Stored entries
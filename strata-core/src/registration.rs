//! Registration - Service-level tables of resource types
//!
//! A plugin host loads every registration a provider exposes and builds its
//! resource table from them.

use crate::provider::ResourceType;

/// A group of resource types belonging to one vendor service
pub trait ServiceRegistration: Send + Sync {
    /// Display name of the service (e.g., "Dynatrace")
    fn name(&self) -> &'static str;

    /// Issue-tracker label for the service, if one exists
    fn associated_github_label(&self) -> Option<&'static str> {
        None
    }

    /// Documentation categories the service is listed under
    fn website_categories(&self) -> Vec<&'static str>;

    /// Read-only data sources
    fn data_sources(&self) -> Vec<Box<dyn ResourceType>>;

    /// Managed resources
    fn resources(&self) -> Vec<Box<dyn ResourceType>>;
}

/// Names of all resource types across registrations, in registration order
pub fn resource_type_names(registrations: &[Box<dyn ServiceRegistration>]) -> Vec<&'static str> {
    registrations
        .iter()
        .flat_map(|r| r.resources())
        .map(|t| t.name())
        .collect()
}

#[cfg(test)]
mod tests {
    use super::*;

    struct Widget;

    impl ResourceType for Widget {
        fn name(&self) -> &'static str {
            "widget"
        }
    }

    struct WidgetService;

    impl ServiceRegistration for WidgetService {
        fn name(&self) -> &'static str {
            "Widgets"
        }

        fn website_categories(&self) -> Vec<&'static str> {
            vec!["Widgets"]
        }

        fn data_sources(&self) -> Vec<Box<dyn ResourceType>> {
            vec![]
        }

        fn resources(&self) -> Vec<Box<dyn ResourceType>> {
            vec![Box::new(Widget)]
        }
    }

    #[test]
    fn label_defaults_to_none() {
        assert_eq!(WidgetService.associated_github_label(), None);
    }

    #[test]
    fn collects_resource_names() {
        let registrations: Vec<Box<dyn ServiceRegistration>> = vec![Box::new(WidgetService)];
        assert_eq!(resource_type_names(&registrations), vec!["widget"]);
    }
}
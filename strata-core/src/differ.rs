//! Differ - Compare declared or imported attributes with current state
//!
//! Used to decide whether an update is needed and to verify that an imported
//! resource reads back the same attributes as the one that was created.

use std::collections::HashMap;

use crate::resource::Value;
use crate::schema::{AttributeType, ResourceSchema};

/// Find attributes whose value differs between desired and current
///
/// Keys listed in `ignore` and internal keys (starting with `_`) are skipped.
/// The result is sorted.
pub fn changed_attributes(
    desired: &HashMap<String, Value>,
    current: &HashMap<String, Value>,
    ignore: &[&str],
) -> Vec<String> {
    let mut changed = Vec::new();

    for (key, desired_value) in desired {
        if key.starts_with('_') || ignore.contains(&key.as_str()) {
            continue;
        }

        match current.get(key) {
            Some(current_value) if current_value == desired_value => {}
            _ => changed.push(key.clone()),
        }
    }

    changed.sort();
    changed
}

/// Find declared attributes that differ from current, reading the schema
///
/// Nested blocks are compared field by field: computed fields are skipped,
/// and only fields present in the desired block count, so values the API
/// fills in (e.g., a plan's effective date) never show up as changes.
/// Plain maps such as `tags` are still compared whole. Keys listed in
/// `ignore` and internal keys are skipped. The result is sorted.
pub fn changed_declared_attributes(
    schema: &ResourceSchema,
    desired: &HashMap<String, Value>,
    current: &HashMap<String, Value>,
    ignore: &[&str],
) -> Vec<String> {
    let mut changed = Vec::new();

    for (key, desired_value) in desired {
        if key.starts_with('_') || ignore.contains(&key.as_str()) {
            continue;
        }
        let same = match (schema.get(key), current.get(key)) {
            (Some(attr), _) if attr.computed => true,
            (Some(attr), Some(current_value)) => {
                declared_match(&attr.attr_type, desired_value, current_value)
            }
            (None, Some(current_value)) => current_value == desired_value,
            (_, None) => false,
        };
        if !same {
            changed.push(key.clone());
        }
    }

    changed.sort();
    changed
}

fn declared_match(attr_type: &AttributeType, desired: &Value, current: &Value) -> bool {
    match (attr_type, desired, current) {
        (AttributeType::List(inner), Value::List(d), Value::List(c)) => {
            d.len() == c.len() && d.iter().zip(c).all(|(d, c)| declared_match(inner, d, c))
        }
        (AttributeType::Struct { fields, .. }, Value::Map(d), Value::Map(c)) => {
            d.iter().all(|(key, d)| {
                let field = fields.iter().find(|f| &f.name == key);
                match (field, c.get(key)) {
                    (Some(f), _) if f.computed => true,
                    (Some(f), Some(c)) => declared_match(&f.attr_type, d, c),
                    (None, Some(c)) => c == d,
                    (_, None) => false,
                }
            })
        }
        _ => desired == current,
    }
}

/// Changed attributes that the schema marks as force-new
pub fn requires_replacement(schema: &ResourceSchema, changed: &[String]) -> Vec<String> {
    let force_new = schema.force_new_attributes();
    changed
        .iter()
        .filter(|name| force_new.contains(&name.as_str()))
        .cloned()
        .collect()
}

...

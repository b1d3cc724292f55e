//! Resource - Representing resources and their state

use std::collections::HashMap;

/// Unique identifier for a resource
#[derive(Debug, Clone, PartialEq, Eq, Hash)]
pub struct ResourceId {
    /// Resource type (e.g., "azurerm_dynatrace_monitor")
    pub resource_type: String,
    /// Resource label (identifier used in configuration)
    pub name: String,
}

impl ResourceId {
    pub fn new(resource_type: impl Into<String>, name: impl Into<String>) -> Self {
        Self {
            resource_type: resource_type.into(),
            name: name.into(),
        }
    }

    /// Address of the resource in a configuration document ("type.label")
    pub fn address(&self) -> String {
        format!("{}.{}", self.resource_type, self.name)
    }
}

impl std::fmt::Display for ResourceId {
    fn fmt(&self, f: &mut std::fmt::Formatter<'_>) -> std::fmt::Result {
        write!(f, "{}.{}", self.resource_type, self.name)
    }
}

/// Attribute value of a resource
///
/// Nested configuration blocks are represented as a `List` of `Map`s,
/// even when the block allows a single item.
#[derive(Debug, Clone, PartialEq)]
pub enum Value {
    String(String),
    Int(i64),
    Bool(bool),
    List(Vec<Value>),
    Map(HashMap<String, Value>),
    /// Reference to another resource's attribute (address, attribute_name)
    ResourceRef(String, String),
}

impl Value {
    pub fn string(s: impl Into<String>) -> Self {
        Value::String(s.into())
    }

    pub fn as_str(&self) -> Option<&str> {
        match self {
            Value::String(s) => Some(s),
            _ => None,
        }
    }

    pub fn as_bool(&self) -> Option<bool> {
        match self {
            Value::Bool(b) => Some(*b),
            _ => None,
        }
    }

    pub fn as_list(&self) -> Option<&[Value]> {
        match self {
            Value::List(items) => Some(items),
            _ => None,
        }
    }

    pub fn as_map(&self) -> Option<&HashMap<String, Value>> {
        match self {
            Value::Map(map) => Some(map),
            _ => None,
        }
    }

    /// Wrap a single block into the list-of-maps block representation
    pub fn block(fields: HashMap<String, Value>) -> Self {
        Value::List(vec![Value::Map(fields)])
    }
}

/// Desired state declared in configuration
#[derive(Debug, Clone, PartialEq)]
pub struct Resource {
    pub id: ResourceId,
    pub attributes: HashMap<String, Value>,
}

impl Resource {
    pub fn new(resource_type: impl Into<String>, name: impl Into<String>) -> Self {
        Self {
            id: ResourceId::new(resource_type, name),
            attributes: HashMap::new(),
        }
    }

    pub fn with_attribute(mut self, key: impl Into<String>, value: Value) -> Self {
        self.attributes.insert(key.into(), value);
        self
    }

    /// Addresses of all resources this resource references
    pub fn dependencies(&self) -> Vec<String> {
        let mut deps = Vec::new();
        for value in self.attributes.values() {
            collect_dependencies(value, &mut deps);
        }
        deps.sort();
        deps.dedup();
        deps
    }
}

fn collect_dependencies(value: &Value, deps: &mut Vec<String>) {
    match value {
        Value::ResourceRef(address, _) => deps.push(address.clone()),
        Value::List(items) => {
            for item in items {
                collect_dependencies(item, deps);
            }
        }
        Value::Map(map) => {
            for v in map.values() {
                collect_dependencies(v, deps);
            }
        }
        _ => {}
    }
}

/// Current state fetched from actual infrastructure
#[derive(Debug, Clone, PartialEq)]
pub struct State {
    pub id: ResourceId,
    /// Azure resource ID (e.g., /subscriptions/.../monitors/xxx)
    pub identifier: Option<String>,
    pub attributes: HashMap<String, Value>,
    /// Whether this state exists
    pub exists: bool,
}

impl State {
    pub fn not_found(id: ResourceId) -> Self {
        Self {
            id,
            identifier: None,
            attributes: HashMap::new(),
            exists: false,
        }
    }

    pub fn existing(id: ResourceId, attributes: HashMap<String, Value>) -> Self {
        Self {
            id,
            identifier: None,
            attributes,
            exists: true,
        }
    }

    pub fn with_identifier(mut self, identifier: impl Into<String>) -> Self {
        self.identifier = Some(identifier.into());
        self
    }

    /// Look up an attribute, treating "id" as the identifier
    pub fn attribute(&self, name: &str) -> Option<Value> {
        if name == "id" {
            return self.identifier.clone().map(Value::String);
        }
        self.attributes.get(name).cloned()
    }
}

--

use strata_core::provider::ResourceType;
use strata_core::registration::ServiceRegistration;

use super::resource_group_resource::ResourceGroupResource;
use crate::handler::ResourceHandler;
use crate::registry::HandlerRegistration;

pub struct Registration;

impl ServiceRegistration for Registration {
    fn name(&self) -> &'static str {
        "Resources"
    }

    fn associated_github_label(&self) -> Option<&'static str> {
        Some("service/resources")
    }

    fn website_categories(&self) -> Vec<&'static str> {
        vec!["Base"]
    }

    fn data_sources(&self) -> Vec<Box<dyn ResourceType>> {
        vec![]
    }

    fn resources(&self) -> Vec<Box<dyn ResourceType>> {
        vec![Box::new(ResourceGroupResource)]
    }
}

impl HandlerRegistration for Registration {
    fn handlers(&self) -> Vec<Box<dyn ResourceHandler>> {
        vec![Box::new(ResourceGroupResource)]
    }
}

| WHAT YOU WILL DO |
Which lines above carry the string "registrations"? Copy those lines.

| ANSWER TO THIS TASK |
/// Names of all resource types across registrations, in registration order
pub fn resource_type_names(registrations: &[Box<dyn ServiceRegistration>]) -> Vec<&'static str> {
    registrations
        let registrations: Vec<Box<dyn ServiceRegistration>> = vec![Box::new(WidgetService)];
        assert_eq!(resource_type_names(&registrations), vec!["widget"]);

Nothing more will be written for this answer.